Eric Benevich: Yes, as I mentioned in my prepared remarks, 2024 is the year of preparing for the launch, but it’s also the year of preparing the market for crinecerfont. To that end, we’re going to start the process of reaching and educating all the key stakeholders in the CAH community, so patients, family members, and endocrinologists. Part of it is educating them on the nature of the disease, the challenges that Eiry highlighted in her prepared remarks of living with CAH on a day-to-day basis, and the limitations of current treatment with high dose glucocorticoids. As Matt mentioned, we are in the process of scaling up and hiring a sales force, and we’re going to deploy that team a few quarters in advance of the anticipated PDUFA date, and they’ll be getting out there, they’ll be doing disease state education, they’ll be meeting customers, profiling customers, etc. to really set us up for a very strong launch that we expect in 2025.

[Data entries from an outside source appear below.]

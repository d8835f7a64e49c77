//! Conversions between entity models and core domain types.
//!
//! Enum-like columns are stored as their storage names (`CREDIT`,
//! `PLATFORM_TIP_DEBT`, `OWED`) and parsed back with `FromStr`; a value that
//! does not parse is reported as `RepositoryError::InvalidColumn` instead of
//! being silently defaulted.

use std::str::FromStr;

use chrono::{DateTime, FixedOffset, Utc};
use fiscalhost_core::billing::{Subscription, SubscriptionClaim};
use fiscalhost_core::ledger::{Linkage, Transaction};
use fiscalhost_core::orders::{Host, Order};
use fiscalhost_core::settlement::Settlement;
use fiscalhost_shared::types::{
    AccountId, ExpenseId, Money, OrderId, SettlementId, SubscriptionId, TransactionGroupId,
    TransactionId,
};
use sea_orm::Set;

use super::error::RepositoryError;
use crate::entities::{orders, subscriptions, transaction_settlements, transactions};

pub(crate) fn parse<T>(table: &'static str, column: &'static str, value: &str) -> Result<T, RepositoryError>
where
    T: FromStr<Err = String>,
{
    T::from_str(value.trim()).map_err(|message| RepositoryError::invalid(table, column, message))
}

pub(crate) fn utc(value: DateTime<FixedOffset>) -> DateTime<Utc> {
    value.with_timezone(&Utc)
}

pub(crate) fn stored(value: DateTime<Utc>) -> DateTime<FixedOffset> {
    value.fixed_offset()
}

fn count_from_row(table: &'static str, column: &'static str, value: i32) -> Result<u32, RepositoryError> {
    u32::try_from(value).map_err(|_| RepositoryError::invalid(table, column, format!("negative count {value}")))
}

pub(crate) fn count_to_row(column: &'static str, value: u32) -> Result<i32, RepositoryError> {
    i32::try_from(value)
        .map_err(|_| RepositoryError::invalid("subscriptions", column, format!("count {value} out of range")))
}

// ============================================================================
// Transactions
// ============================================================================

pub(crate) fn transaction_from_model(model: transactions::Model) -> Result<Transaction, RepositoryError> {
    const TABLE: &str = "transactions";

    let linkage = match (model.order_id, model.expense_id) {
        (Some(order), None) => Linkage::Order(OrderId::from_uuid(order)),
        (None, Some(expense)) => Linkage::Expense(ExpenseId::from_uuid(expense)),
        _ => {
            return Err(RepositoryError::invalid(
                TABLE,
                "order_id",
                format!("leg {} must link exactly one order or expense", model.id),
            ));
        }
    };

    Ok(Transaction {
        id: TransactionId::from_uuid(model.id),
        transaction_group: TransactionGroupId::from_uuid(model.transaction_group),
        entry_type: parse(TABLE, "entry_type", &model.entry_type)?,
        kind: parse(TABLE, "kind", &model.kind)?,
        amount: model.amount,
        currency: parse(TABLE, "currency", &model.currency)?,
        amount_in_host_currency: model.amount_in_host_currency,
        host_currency: parse(TABLE, "host_currency", &model.host_currency)?,
        host_currency_fx_rate: model.host_currency_fx_rate,
        net_amount_in_collective_currency: model.net_amount_in_collective_currency,
        tax_amount: model.tax_amount,
        from_account_id: AccountId::from_uuid(model.from_account_id),
        to_account_id: AccountId::from_uuid(model.to_account_id),
        host_account_id: AccountId::from_uuid(model.host_account_id),
        linkage,
        is_refund: model.is_refund,
        is_debt: model.is_debt,
        refund_transaction_id: model.refund_transaction_id.map(TransactionId::from_uuid),
        created_at: utc(model.created_at),
        cleared_at: model.cleared_at.map(utc),
        data: model.data,
    })
}

pub(crate) fn transaction_active_model(leg: &Transaction) -> transactions::ActiveModel {
    transactions::ActiveModel {
        id: Set(leg.id.into_inner()),
        transaction_group: Set(leg.transaction_group.into_inner()),
        entry_type: Set(leg.entry_type.as_str().to_string()),
        kind: Set(leg.kind.as_str().to_string()),
        amount: Set(leg.amount),
        currency: Set(leg.currency.code().to_string()),
        amount_in_host_currency: Set(leg.amount_in_host_currency),
        host_currency: Set(leg.host_currency.code().to_string()),
        host_currency_fx_rate: Set(leg.host_currency_fx_rate),
        net_amount_in_collective_currency: Set(leg.net_amount_in_collective_currency),
        tax_amount: Set(leg.tax_amount),
        from_account_id: Set(leg.from_account_id.into_inner()),
        to_account_id: Set(leg.to_account_id.into_inner()),
        host_account_id: Set(leg.host_account_id.into_inner()),
        order_id: Set(leg.linkage.order_id().map(OrderId::into_inner)),
        expense_id: Set(leg.linkage.expense_id().map(ExpenseId::into_inner)),
        is_refund: Set(leg.is_refund),
        is_debt: Set(leg.is_debt),
        refund_transaction_id: Set(leg.refund_transaction_id.map(TransactionId::into_inner)),
        created_at: Set(stored(leg.created_at)),
        cleared_at: Set(leg.cleared_at.map(stored)),
        data: Set(leg.data.clone()),
    }
}

// ============================================================================
// Settlements
// ============================================================================

pub(crate) fn settlement_from_model(
    model: transaction_settlements::Model,
) -> Result<Settlement, RepositoryError> {
    const TABLE: &str = "transaction_settlements";

    Ok(Settlement {
        id: SettlementId::from_uuid(model.id),
        transaction_group: TransactionGroupId::from_uuid(model.transaction_group),
        kind: parse(TABLE, "kind", &model.kind)?,
        host_account_id: AccountId::from_uuid(model.host_account_id),
        status: parse(TABLE, "status", &model.status)?,
        expense_id: model.expense_id.map(ExpenseId::from_uuid),
        created_at: utc(model.created_at),
        updated_at: utc(model.updated_at),
    })
}

pub(crate) fn settlement_active_model(settlement: &Settlement) -> transaction_settlements::ActiveModel {
    transaction_settlements::ActiveModel {
        id: Set(settlement.id.into_inner()),
        transaction_group: Set(settlement.transaction_group.into_inner()),
        kind: Set(settlement.kind.as_str().to_string()),
        host_account_id: Set(settlement.host_account_id.into_inner()),
        status: Set(settlement.status.as_str().to_string()),
        expense_id: Set(settlement.expense_id.map(ExpenseId::into_inner)),
        created_at: Set(stored(settlement.created_at)),
        updated_at: Set(stored(settlement.updated_at)),
    }
}

// ============================================================================
// Orders
// ============================================================================

pub(crate) fn order_from_model(model: orders::Model) -> Result<Order, RepositoryError> {
    const TABLE: &str = "orders";

    let host = Host {
        account_id: AccountId::from_uuid(model.host_account_id),
        currency: parse(TABLE, "host_currency", &model.host_currency)?,
        country: model.host_country,
        host_fee_percent: model.host_fee_percent,
    };
    let tax = model.tax.map(serde_json::from_value).transpose()?;
    let payment_method = model.payment_method.map(serde_json::from_value).transpose()?;

    Ok(Order {
        id: OrderId::from_uuid(model.id),
        contributor_account_id: AccountId::from_uuid(model.contributor_account_id),
        collective_account_id: AccountId::from_uuid(model.collective_account_id),
        host,
        total_amount: Money::new(model.total_amount, parse(TABLE, "currency", &model.currency)?),
        platform_tip: model.platform_tip,
        expected_amount: model.expected_amount,
        tax,
        tier_host_fee_percent: model.tier_host_fee_percent,
        payment_method,
        status: parse(TABLE, "status", &model.status)?,
        subscription_id: model.subscription_id.map(SubscriptionId::from_uuid),
        created_at: utc(model.created_at),
    })
}

pub(crate) fn order_active_model(order: &Order, now: DateTime<Utc>) -> Result<orders::ActiveModel, RepositoryError> {
    Ok(orders::ActiveModel {
        id: Set(order.id.into_inner()),
        contributor_account_id: Set(order.contributor_account_id.into_inner()),
        collective_account_id: Set(order.collective_account_id.into_inner()),
        host_account_id: Set(order.host.account_id.into_inner()),
        host_currency: Set(order.host.currency.code().to_string()),
        host_country: Set(order.host.country.clone()),
        host_fee_percent: Set(order.host.host_fee_percent),
        total_amount: Set(order.total_amount.amount),
        currency: Set(order.total_amount.currency.code().to_string()),
        platform_tip: Set(order.platform_tip),
        expected_amount: Set(order.expected_amount),
        tax: Set(order.tax.as_ref().map(serde_json::to_value).transpose()?),
        tier_host_fee_percent: Set(order.tier_host_fee_percent),
        payment_method: Set(order.payment_method.as_ref().map(serde_json::to_value).transpose()?),
        status: Set(order.status.as_str().to_string()),
        subscription_id: Set(order.subscription_id.map(SubscriptionId::into_inner)),
        created_at: Set(stored(order.created_at)),
        updated_at: Set(stored(now)),
    })
}

// ============================================================================
// Subscriptions
// ============================================================================

pub(crate) fn subscription_from_model(model: subscriptions::Model) -> Result<Subscription, RepositoryError> {
    const TABLE: &str = "subscriptions";

    let claim = match (model.claim_token, model.claim_expires_at) {
        (Some(token), Some(expires_at)) => Some(SubscriptionClaim {
            token,
            expires_at: utc(expires_at),
            charging: model.claim_charging,
        }),
        (None, None) => None,
        _ => {
            return Err(RepositoryError::invalid(
                TABLE,
                "claim_token",
                "claim token and expiry must be set together",
            ));
        }
    };
    let quantity = model
        .quantity
        .map(|value| count_from_row(TABLE, "quantity", value))
        .transpose()?;

    Ok(Subscription {
        id: SubscriptionId::from_uuid(model.id),
        order_id: OrderId::from_uuid(model.order_id),
        amount: Money::new(model.amount, parse(TABLE, "currency", &model.currency)?),
        interval: parse(TABLE, "billing_interval", &model.billing_interval)?,
        is_active: model.is_active,
        activated_at: model.activated_at.map(utc),
        next_charge_date: model.next_charge_date.map(utc),
        next_period_start: model.next_period_start.map(utc),
        charge_number: count_from_row(TABLE, "charge_number", model.charge_number)?,
        charge_retry_count: count_from_row(TABLE, "charge_retry_count", model.charge_retry_count)?,
        quantity,
        deactivated_at: model.deactivated_at.map(utc),
        claim,
        created_at: utc(model.created_at),
    })
}

pub(crate) fn subscription_active_model(
    subscription: &Subscription,
    now: DateTime<Utc>,
) -> Result<subscriptions::ActiveModel, RepositoryError> {
    let quantity = subscription
        .quantity
        .map(|value| count_to_row("quantity", value))
        .transpose()?;

    Ok(subscriptions::ActiveModel {
        id: Set(subscription.id.into_inner()),
        order_id: Set(subscription.order_id.into_inner()),
        amount: Set(subscription.amount.amount),
        currency: Set(subscription.amount.currency.code().to_string()),
        billing_interval: Set(subscription.interval.as_str().to_string()),
        is_active: Set(subscription.is_active),
        activated_at: Set(subscription.activated_at.map(stored)),
        next_charge_date: Set(subscription.next_charge_date.map(stored)),
        next_period_start: Set(subscription.next_period_start.map(stored)),
        charge_number: Set(count_to_row("charge_number", subscription.charge_number)?),
        charge_retry_count: Set(count_to_row("charge_retry_count", subscription.charge_retry_count)?),
        quantity: Set(quantity),
        deactivated_at: Set(subscription.deactivated_at.map(stored)),
        claim_token: Set(subscription.claim.map(|claim| claim.token)),
        claim_expires_at: Set(subscription.claim.map(|claim| stored(claim.expires_at))),
        claim_charging: Set(subscription.claim.is_some_and(|claim| claim.charging)),
        created_at: Set(stored(subscription.created_at)),
        updated_at: Set(stored(now)),
    })
}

Operator: Thank you. Our next question will come from Phil Nadeau with TD Cowen. Please go ahead.
Phil Nadeau: Good morning. Congratulations on a successful year. A couple questions for Matt from us, based on the 2024 guidance for Ingrezza. First, Matt, you mentioned that the gross-to-net would improve in 2024. Can you give us some idea of what the net price you’re expecting for Ingrezza is? Then second on the revenue guidance, the bottom end of the 2024 revenue guide implies only about 5% growth versus the Q4 run rate for Ingrezza, so we’re curious to know a bit more about the patient dynamics that could lead to that relatively modest growth versus the 10% that’s assumed at the high end. Thanks.
Matt Abernethy: Yes, thanks for the question, Phil. Always good to hear from you. As we think about 2024 and overall guidance, it really comes down, as it does every year, to what happens in the first quarter with patient retention, and then also new patient generation. The guide that we provided today really takes into account what we see today, but we of course are always going to work to try to drive as much new patient growth as possible throughout the year, and we’ll of course reassess our guidance when we get to the middle of the year, consistent with past years. From a net price perspective, factoring all the nuts and bolts of price increases and contracting trade-offs, we would expect that net revenue per script will be somewhere over $5,800 net revenue per script, and just as a reference point to remind you, we did land around $5,600 net revenue per script in 2023.
Phil Nadeau: Very helpful, thank you.
Operator: Thank you. Our next question comes from Brian Abrams with RBC Capital Markets. Please go ahead.
Brian Abrams : Hey guys, thanks for taking my question. You mentioned the potential to prepare for an ad-com for crinecerfont. I was wondering if you could maybe speak about what topics you might expect to be discussed there, and I guess how a potential ad-com could tie into laying the groundwork for payors and any discussions you may be having, as well as furthering the educational efforts that you’re going to be initiating this year around the market. Thanks.